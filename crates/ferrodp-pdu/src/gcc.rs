//! T.124 GCC conference blocks carried inside the MCS Connect PDUs.
//!
//! Each endpoint ships its configuration as a list of user-data blocks, every
//! block prefixed by a 4-byte header with a type and a length.

use ferrodp_core::{
    cast_length, decode, ensure_fixed_part_size, ensure_size, invalid_field_err, Decode, DecodeErrorKind, DecodeResult,
    Encode, EncodeResult, ReadCursor, WriteCursor,
};
use num_traits::FromPrimitive;

mod cluster_data;
mod conference_create;
mod core_data;
mod monitor_data;
mod network_data;
mod security_data;

pub use self::cluster_data::{ClientClusterData, RedirectionFlags, RedirectionVersion};
pub use self::conference_create::{ConferenceCreateRequest, ConferenceCreateResponse};
pub use self::core_data::{
    ClientCoreData, ClientCoreOptionalData, ClientEarlyCapabilityFlags, ColorDepth, ConnectionType, HighColorDepth,
    KeyboardType, RdpVersion, SecureAccessSequence, ServerCoreData, ServerCoreOptionalData, SupportedColorDepths,
};
pub use self::monitor_data::{ClientMonitorData, Monitor, MonitorFlags};
pub use self::network_data::{ChannelDef, ChannelOptions, ClientNetworkData, ServerNetworkData};
pub use self::security_data::{ClientSecurityData, EncryptionLevel, EncryptionMethod, ServerSecurityData};

macro_rules! user_header_try {
    ($e:expr) => {
        match $e {
            Ok(user_header) => user_header,
            Err(e) if matches!(e.kind(), DecodeErrorKind::NotEnoughBytes { .. }) => break,
            Err(e) => return Err(e),
        }
    };
}

const USER_DATA_HEADER_SIZE: usize = 4;

/// Client MCS Connect Initial PDU with GCC Conference Create Request
/// user-data blocks ([MS-RDPBCGR] 2.2.1.3).
#[derive(Debug, Clone, PartialEq, Eq)]
pub struct ClientGccBlocks {
    pub core: ClientCoreData,
    pub security: ClientSecurityData,
    /// Omitted when the client has no static channels to join; Windows
    /// servers accept the absence even though [MS-RDPBCGR] nominally requires
    /// the block.
    pub network: Option<ClientNetworkData>,
    pub cluster: Option<ClientClusterData>,
    pub monitor: Option<ClientMonitorData>,
}

impl ClientGccBlocks {
    const NAME: &'static str = "ClientGccBlocks";

    pub fn channel_names(&self) -> Option<Vec<ChannelDef>> {
        self.network.as_ref().map(|network| network.channels.clone())
    }
}

impl Encode for ClientGccBlocks {
    fn encode(&self, dst: &mut WriteCursor<'_>) -> EncodeResult<()> {
        ensure_size!(in: dst, size: self.size());

        UserDataHeader::encode(dst, ClientGccType::CoreData.as_u16(), &self.core)?;
        UserDataHeader::encode(dst, ClientGccType::SecurityData.as_u16(), &self.security)?;

        if let Some(ref network) = self.network {
            UserDataHeader::encode(dst, ClientGccType::NetworkData.as_u16(), network)?;
        }
        if let Some(ref cluster) = self.cluster {
            UserDataHeader::encode(dst, ClientGccType::ClusterData.as_u16(), cluster)?;
        }
        if let Some(ref monitor) = self.monitor {
            UserDataHeader::encode(dst, ClientGccType::MonitorData.as_u16(), monitor)?;
        }

        Ok(())
    }

    fn name(&self) -> &'static str {
        Self::NAME
    }

    fn size(&self) -> usize {
        let mut size = self.core.size() + self.security.size() + USER_DATA_HEADER_SIZE * 2;

        if let Some(ref network) = self.network {
            size += network.size() + USER_DATA_HEADER_SIZE;
        }
        if let Some(ref cluster) = self.cluster {
            size += cluster.size() + USER_DATA_HEADER_SIZE;
        }
        if let Some(ref monitor) = self.monitor {
            size += monitor.size() + USER_DATA_HEADER_SIZE;
        }

        size
    }
}

impl<'de> Decode<'de> for ClientGccBlocks {
    fn decode(src: &mut ReadCursor<'de>) -> DecodeResult<Self> {
        let mut core = None;
        let mut security = None;
        let mut network = None;
        let mut cluster = None;
        let mut monitor = None;

        loop {
            let (ty, cur) = user_header_try!(UserDataHeader::decode::<ClientGccType>(src));

            match ty {
                ClientGccType::CoreData => core = Some(decode(cur)?),
                ClientGccType::SecurityData => security = Some(decode(cur)?),
                ClientGccType::NetworkData => network = Some(decode(cur)?),
                ClientGccType::ClusterData => cluster = Some(decode(cur)?),
                ClientGccType::MonitorData => monitor = Some(decode(cur)?),
                // The remaining client block types carry data this core does not consume.
                _ => {}
            };
        }

        Ok(Self {
            core: core.ok_or_else(|| invalid_field_err!("core", "required GCC core is absent"))?,
            security: security.ok_or_else(|| invalid_field_err!("security", "required GCC security is absent"))?,
            network,
            cluster,
            monitor,
        })
    }
}

/// Server MCS Connect Response PDU with GCC Conference Create Response
/// user-data blocks ([MS-RDPBCGR] 2.2.1.4).
#[derive(Debug, Clone, PartialEq, Eq)]
pub struct ServerGccBlocks {
    pub core: ServerCoreData,
    pub network: ServerNetworkData,
    pub security: ServerSecurityData,
}

impl ServerGccBlocks {
    const NAME: &'static str = "ServerGccBlocks";
}

impl Encode for ServerGccBlocks {
    fn encode(&self, dst: &mut WriteCursor<'_>) -> EncodeResult<()> {
        UserDataHeader::encode(dst, ServerGccType::CoreData.as_u16(), &self.core)?;
        UserDataHeader::encode(dst, ServerGccType::NetworkData.as_u16(), &self.network)?;
        UserDataHeader::encode(dst, ServerGccType::SecurityData.as_u16(), &self.security)?;

        Ok(())
    }

    fn name(&self) -> &'static str {
        Self::NAME
    }

    fn size(&self) -> usize {
        self.core.size() + self.network.size() + self.security.size() + USER_DATA_HEADER_SIZE * 3
    }
}

impl<'de> Decode<'de> for ServerGccBlocks {
    fn decode(src: &mut ReadCursor<'de>) -> DecodeResult<Self> {
        let mut core = None;
        let mut network = None;
        let mut security = None;

        loop {
            let (ty, cur) = user_header_try!(UserDataHeader::decode::<ServerGccType>(src));

            match ty {
                ServerGccType::CoreData => core = Some(decode(cur)?),
                ServerGccType::NetworkData => network = Some(decode(cur)?),
                ServerGccType::SecurityData => security = Some(decode(cur)?),
                _ => {}
            };
        }

        Ok(Self {
            core: core.ok_or_else(|| invalid_field_err!("core", "required GCC core is absent"))?,
            network: network.ok_or_else(|| invalid_field_err!("network", "required GCC network is absent"))?,
            security: security.ok_or_else(|| invalid_field_err!("security", "required GCC security is absent"))?,
        })
    }
}

#[repr(u16)]
#[derive(Debug, Copy, Clone, num_derive::FromPrimitive)]
pub enum ClientGccType {
    CoreData = 0xC001,
    SecurityData = 0xC002,
    NetworkData = 0xC003,
    ClusterData = 0xC004,
    MonitorData = 0xC005,
    MessageChannelData = 0xC006,
    MonitorExtendedData = 0xC008,
    MultiTransportChannelData = 0xC00A,
}

impl ClientGccType {
    pub fn as_u16(self) -> u16 {
        self as u16
    }
}

#[repr(u16)]
#[derive(Debug, Copy, Clone, num_derive::FromPrimitive)]
pub enum ServerGccType {
    CoreData = 0x0C01,
    SecurityData = 0x0C02,
    NetworkData = 0x0C03,
    MessageChannelData = 0x0C04,
    MultiTransportChannelData = 0x0C08,
}

impl ServerGccType {
    pub fn as_u16(self) -> u16 {
        self as u16
    }
}

#[derive(Debug)]
pub struct UserDataHeader;

impl UserDataHeader {
    const NAME: &'static str = "UserDataHeader";

    const FIXED_PART_SIZE: usize = 2 /* blockType */ + 2 /* blockLen */;

    pub fn encode<T, B>(dst: &mut WriteCursor<'_>, block_type: T, block: &B) -> EncodeResult<()>
    where
        T: Into<u16>,
        B: Encode,
    {
        ensure_fixed_part_size!(in: dst);

        dst.write_u16(block_type.into());
        dst.write_u16(cast_length!("blockLen", block.size() + USER_DATA_HEADER_SIZE)?);
        block.encode(dst)?;

        Ok(())
    }

    pub fn decode<'de, T>(src: &mut ReadCursor<'de>) -> DecodeResult<(T, &'de [u8])>
    where
        T: FromPrimitive,
    {
        ensure_fixed_part_size!(in: src);

        let block_type =
            T::from_u16(src.read_u16()).ok_or_else(|| invalid_field_err!("blockType", "invalid GCC type"))?;
        let block_length: usize = cast_length!("blockLen", src.read_u16())?;

        if block_length <= USER_DATA_HEADER_SIZE {
            return Err(invalid_field_err!("blockLen", "invalid UserDataHeader length"));
        }

        let len = block_length - USER_DATA_HEADER_SIZE;
        ensure_size!(in: src, size: len);

        Ok((block_type, src.read_slice(len)))
    }
}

### PROBLEM DETAILS
Which lines in the records above contain the string "blockLen"? Copy them.

### RESULT
    const FIXED_PART_SIZE: usize = 2 /* blockType */ + 2 /* blockLen */;
        dst.write_u16(cast_length!("blockLen", block.size() + USER_DATA_HEADER_SIZE)?);
        let block_length: usize = cast_length!("blockLen", src.read_u16())?;
            return Err(invalid_field_err!("blockLen", "invalid UserDataHeader length"));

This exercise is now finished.